TASK BRIEF:
Could you return the lines below exactly, from the first line up to and including the line that holds "pub struct ScrollConfig"?

INPUT MATERIAL:

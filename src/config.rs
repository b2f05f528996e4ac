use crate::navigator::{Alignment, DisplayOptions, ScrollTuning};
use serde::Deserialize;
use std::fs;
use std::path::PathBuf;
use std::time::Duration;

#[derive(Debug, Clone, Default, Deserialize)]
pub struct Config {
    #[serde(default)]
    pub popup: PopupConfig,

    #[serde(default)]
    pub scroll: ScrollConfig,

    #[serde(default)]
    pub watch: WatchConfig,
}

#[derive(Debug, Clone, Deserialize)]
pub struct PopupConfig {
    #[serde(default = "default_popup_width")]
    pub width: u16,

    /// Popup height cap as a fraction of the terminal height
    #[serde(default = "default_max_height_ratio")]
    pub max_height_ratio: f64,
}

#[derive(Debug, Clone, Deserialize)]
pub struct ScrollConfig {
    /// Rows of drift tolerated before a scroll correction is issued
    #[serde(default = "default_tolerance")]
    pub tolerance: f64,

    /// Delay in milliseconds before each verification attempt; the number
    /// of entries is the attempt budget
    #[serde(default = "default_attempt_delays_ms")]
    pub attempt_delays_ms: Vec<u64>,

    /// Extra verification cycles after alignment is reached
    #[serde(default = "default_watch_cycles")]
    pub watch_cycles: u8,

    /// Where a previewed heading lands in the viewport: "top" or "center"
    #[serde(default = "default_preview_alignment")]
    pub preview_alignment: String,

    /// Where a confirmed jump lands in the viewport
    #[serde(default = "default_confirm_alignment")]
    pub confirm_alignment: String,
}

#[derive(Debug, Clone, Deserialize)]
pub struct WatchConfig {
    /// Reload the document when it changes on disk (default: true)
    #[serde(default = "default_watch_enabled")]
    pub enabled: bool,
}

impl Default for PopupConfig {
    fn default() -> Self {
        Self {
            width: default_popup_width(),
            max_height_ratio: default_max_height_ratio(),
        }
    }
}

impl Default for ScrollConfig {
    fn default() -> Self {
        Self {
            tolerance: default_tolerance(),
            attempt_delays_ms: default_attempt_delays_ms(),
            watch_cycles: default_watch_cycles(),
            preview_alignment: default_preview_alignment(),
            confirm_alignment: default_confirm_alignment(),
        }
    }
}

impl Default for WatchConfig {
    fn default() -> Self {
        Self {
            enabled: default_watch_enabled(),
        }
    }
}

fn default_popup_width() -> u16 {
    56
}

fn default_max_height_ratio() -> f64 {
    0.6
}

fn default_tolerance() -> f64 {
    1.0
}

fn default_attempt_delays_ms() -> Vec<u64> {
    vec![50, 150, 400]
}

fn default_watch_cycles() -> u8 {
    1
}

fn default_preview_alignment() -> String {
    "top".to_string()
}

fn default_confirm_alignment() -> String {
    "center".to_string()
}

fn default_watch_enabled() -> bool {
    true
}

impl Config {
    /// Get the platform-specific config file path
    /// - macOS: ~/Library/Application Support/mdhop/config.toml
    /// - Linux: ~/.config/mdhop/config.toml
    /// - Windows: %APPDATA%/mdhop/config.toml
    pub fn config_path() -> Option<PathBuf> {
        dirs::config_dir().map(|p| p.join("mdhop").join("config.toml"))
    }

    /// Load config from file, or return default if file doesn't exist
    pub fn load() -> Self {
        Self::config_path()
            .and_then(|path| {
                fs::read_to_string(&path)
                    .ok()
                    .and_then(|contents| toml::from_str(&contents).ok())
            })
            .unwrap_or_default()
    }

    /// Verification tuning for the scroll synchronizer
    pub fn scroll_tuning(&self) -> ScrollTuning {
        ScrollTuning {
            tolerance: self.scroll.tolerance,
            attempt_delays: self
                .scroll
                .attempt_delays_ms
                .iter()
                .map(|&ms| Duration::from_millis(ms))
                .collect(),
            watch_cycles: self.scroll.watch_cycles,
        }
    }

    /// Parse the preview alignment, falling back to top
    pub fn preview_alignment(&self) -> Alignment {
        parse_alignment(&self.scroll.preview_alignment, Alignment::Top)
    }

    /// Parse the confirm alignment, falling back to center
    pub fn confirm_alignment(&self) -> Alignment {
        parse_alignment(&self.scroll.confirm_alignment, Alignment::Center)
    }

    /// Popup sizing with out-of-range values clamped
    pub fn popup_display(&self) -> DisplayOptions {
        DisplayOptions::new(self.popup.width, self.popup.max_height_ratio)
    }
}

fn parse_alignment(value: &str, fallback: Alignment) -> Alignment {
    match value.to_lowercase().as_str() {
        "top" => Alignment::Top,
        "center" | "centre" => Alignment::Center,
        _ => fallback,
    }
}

ANSWER SECTION:
filename src/config.rs
repository b2f05f528996e4ac
use crate::navigator::{Alignment, DisplayOptions, ScrollTuning};
use serde::Deserialize;
use std::fs;
use std::path::PathBuf;
use std::time::Duration;

#[derive(Debug, Clone, Default, Deserialize)]
pub struct Config {
    #[serde(default)]
    pub popup: PopupConfig,

    #[serde(default)]
    pub scroll: ScrollConfig,

    #[serde(default)]
    pub watch: WatchConfig,
}

#[derive(Debug, Clone, Deserialize)]
pub struct PopupConfig {
    #[serde(default = "default_popup_width")]
    pub width: u16,

    /// Popup height cap as a fraction of the terminal height
    #[serde(default = "default_max_height_ratio")]
    pub max_height_ratio: f64,
}

#[derive(Debug, Clone, Deserialize)]
pub struct ScrollConfig {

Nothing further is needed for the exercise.